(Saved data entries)
········

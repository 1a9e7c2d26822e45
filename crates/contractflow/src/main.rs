use std::path::{Path, PathBuf};
use std::sync::Arc;

use anyhow::{bail, Context};
use clap::{Parser, Subcommand};
use serde_json::{json, Value};
use tracing::{info, warn};

use contractflow::config::load_config;
use contractflow::db::job_repo::JobFilter;
use contractflow::db::{self, Database};
use contractflow::telemetry;
use contractflow::worker::{JobInput, JobStatus, ProcessingMode, ProcessingResult, WorkerPool};
use contractflow::{Config, Pipeline, SqliteStore};

#[derive(Parser)]
#[command(name = "contractflow")]
#[command(about = "Contract document processing with model routing")]
#[command(version)]
struct Cli {
    /// Path to the JSON configuration file
    #[arg(short, long, env = "CONTRACTFLOW_CONFIG", default_value = "contractflow.json")]
    config: PathBuf,

    /// Override the database path from the configuration
    #[arg(long, env = "CONTRACTFLOW_DATABASE")]
    database: Option<PathBuf>,

    /// Emit logs as JSON
    #[arg(long)]
    json: bool,

    #[command(subcommand)]
    command: Command,
}

#[derive(Subcommand)]
enum Command {
    /// Process one or more documents
    Process {
        #[arg(required = true)]
        files: Vec<PathBuf>,

        /// auto, fast or deep
        #[arg(short, long, default_value = "auto")]
        mode: ProcessingMode,

        /// Model id or alias that overrides routing
        #[arg(long)]
        force_model: Option<String>,
    },
    /// List jobs as JSON lines, newest first
    Jobs {
        /// running, succeeded or failed
        #[arg(long)]
        status: Option<JobStatus>,

        #[arg(long)]
        document: Option<String>,

        #[arg(long, default_value_t = 20)]
        limit: u64,

        #[arg(long, default_value_t = 0)]
        offset: u64,

        /// Print job counts per status instead
        #[arg(long)]
        summary: bool,
    },
    /// Print the stage log of a job as JSON lines
    Stages { job_id: String },
    /// List open quality issues
    Issues {
        /// Mark this issue resolved instead of listing
        #[arg(long)]
        resolve: Option<i64>,
    },
    /// Create or upgrade the database schema
    Migrate,
}

#[tokio::main]
async fn main() -> anyhow::Result<()> {
    let cli = Cli::parse();
    telemetry::init_tracing(cli.json).context("Failed to initialize logging")?;

    let config = load_config(&cli.config)
        .with_context(|| format!("Failed to load {}", cli.config.display()))?;
    let db = open_database(&config, cli.database.as_deref())?;

    match cli.command {
        Command::Process {
            files,
            mode,
            force_model,
        } => process(&config, db, files, mode, force_model).await,
        Command::Jobs {
            status,
            document,
            limit,
            offset,
            summary,
        } => {
            let store = SqliteStore::new(db);
            if summary {
                job_summary(&store)
            } else {
                let filter = JobFilter {
                    status: status.map(|s| s.as_str().to_string()),
                    document_id: document,
                    limit: Some(limit),
                    offset: Some(offset),
                };
                jobs(&store, &filter)
            }
        }
        Command::Stages { job_id } => stages(&SqliteStore::new(db), &job_id),
        Command::Issues { resolve } => issues(&SqliteStore::new(db), resolve),
        Command::Migrate => {
            let version = db.schema_version()?;
            info!(version, "Database schema is up to date");
            Ok(())
        }
    }
}

fn open_database(config: &Config, overridden: Option<&Path>) -> anyhow::Result<Database> {
    let path = match overridden {
        Some(path) => path.to_path_buf(),
        None => match &config.database_path {
            Some(path) => PathBuf::from(path),
            None => db::default_database_path().context("Cannot determine a home directory")?,
        },
    };
    Database::open(&path).with_context(|| format!("Failed to open database {}", path.display()))
}

async fn process(
    config: &Config,
    db: Database,
    files: Vec<PathBuf>,
    mode: ProcessingMode,
    force_model: Option<String>,
) -> anyhow::Result<()> {
    let pipeline = Arc::new(Pipeline::from_config(config, db)?);
    let mut pool = WorkerPool::new(pipeline, config.worker_count.min(files.len()));

    let shutdown = pool.shutdown_token();
    ctrlc::set_handler(move || {
        warn!("Interrupted, cancelling running jobs");
        shutdown.cancel();
    })
    .context("Failed to install Ctrl-C handler")?;

    let mut submitted = 0;
    for file in &files {
        let bytes = match std::fs::read(file) {
            Ok(bytes) => bytes,
            Err(e) => {
                warn!("Skipping {}: {}", file.display(), e);
                continue;
            }
        };
        let filename = file
            .file_name()
            .map(|n| n.to_string_lossy().to_string())
            .unwrap_or_else(|| file.display().to_string());
        let mut input = JobInput::new(file.display().to_string(), filename, bytes).with_mode(mode);
        if let Some(model) = &force_model {
            input = input.with_forced_model(model.clone());
        }
        pool.submit(input).await?;
        submitted += 1;
    }

    let mut failed = 0;
    for _ in 0..submitted {
        let Some(result) = pool.recv_result().await else {
            break;
        };
        if !result.success {
            failed += 1;
        }
        println!("{}", result_json(&result));
    }
    pool.shutdown();
    pool.wait().await;

    if failed > 0 {
        bail!("{} of {} documents failed", failed, submitted);
    }
    Ok(())
}

fn result_json(result: &ProcessingResult) -> Value {
    json!({
        "job_id": result.job_id,
        "success": result.success,
        "record_id": result.record_id,
        "duration_ms": result.duration.as_millis() as u64,
        "error": result.error,
        "stages": result.stage_names(),
        "issues": result.issues,
    })
}

fn jobs(store: &SqliteStore, filter: &JobFilter) -> anyhow::Result<()> {
    let (rows, total) = store.list_jobs(filter)?;
    for row in &rows {
        println!(
            "{}",
            json!({
                "id": row.id,
                "document_id": row.document_id,
                "filename": row.filename,
                "format": row.format,
                "mode": row.mode,
                "status": row.status,
                "model": row.model,
                "record_id": row.record_id,
                "error": row.error,
                "created_at": row.created_at,
                "completed_at": row.completed_at,
            })
        );
    }
    info!(shown = rows.len(), total, "Jobs listed");
    Ok(())
}

fn job_summary(store: &SqliteStore) -> anyhow::Result<()> {
    let counts: serde_json::Map<String, Value> = store
        .status_counts()?
        .into_iter()
        .map(|(status, count)| (status.as_str().to_string(), json!(count)))
        .collect();
    println!("{}", Value::Object(counts));
    Ok(())
}

fn stages(store: &SqliteStore, job_id: &str) -> anyhow::Result<()> {
    if store.find_job(job_id)?.is_none() {
        bail!("No job with id {}", job_id);
    }
    for row in store.stage_log(job_id)? {
        let output: Value = serde_json::from_str(&row.output_data).unwrap_or(Value::Null);
        println!(
            "{}",
            json!({
                "job_id": row.job_id,
                "stage": row.stage,
                "status": row.status,
                "output_data": output,
                "error_message": row.error_message,
                "duration_ms": row.duration_ms,
                "tokens_used": row.tokens_used,
                "cost_usd": row.cost_usd,
                "created_at": row.created_at,
            })
        );
    }
    Ok(())
}

fn issues(store: &SqliteStore, resolve: Option<i64>) -> anyhow::Result<()> {
    if let Some(id) = resolve {
        if !store.resolve_issue(id)? {
            bail!("No open issue with id {}", id);
        }
        info!(issue_id = id, "Issue resolved");
        return Ok(());
    }

    for row in store.open_issues()? {
        println!(
            "{}",
            json!({
                "id": row.id,
                "job_id": row.job_id,
                "issue_type": row.issue_type,
                "severity": row.severity,
                "description": row.description,
                "requires_manual_review": row.requires_manual_review,
                "status": row.status,
                "created_at": row.created_at,
            })
        );
    }
    Ok(())
}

········

Above are the records. Identify each line that contains the word "routing".

#[command(about = "Contract document processing with model routing")]
        /// Model id or alias that overrides routing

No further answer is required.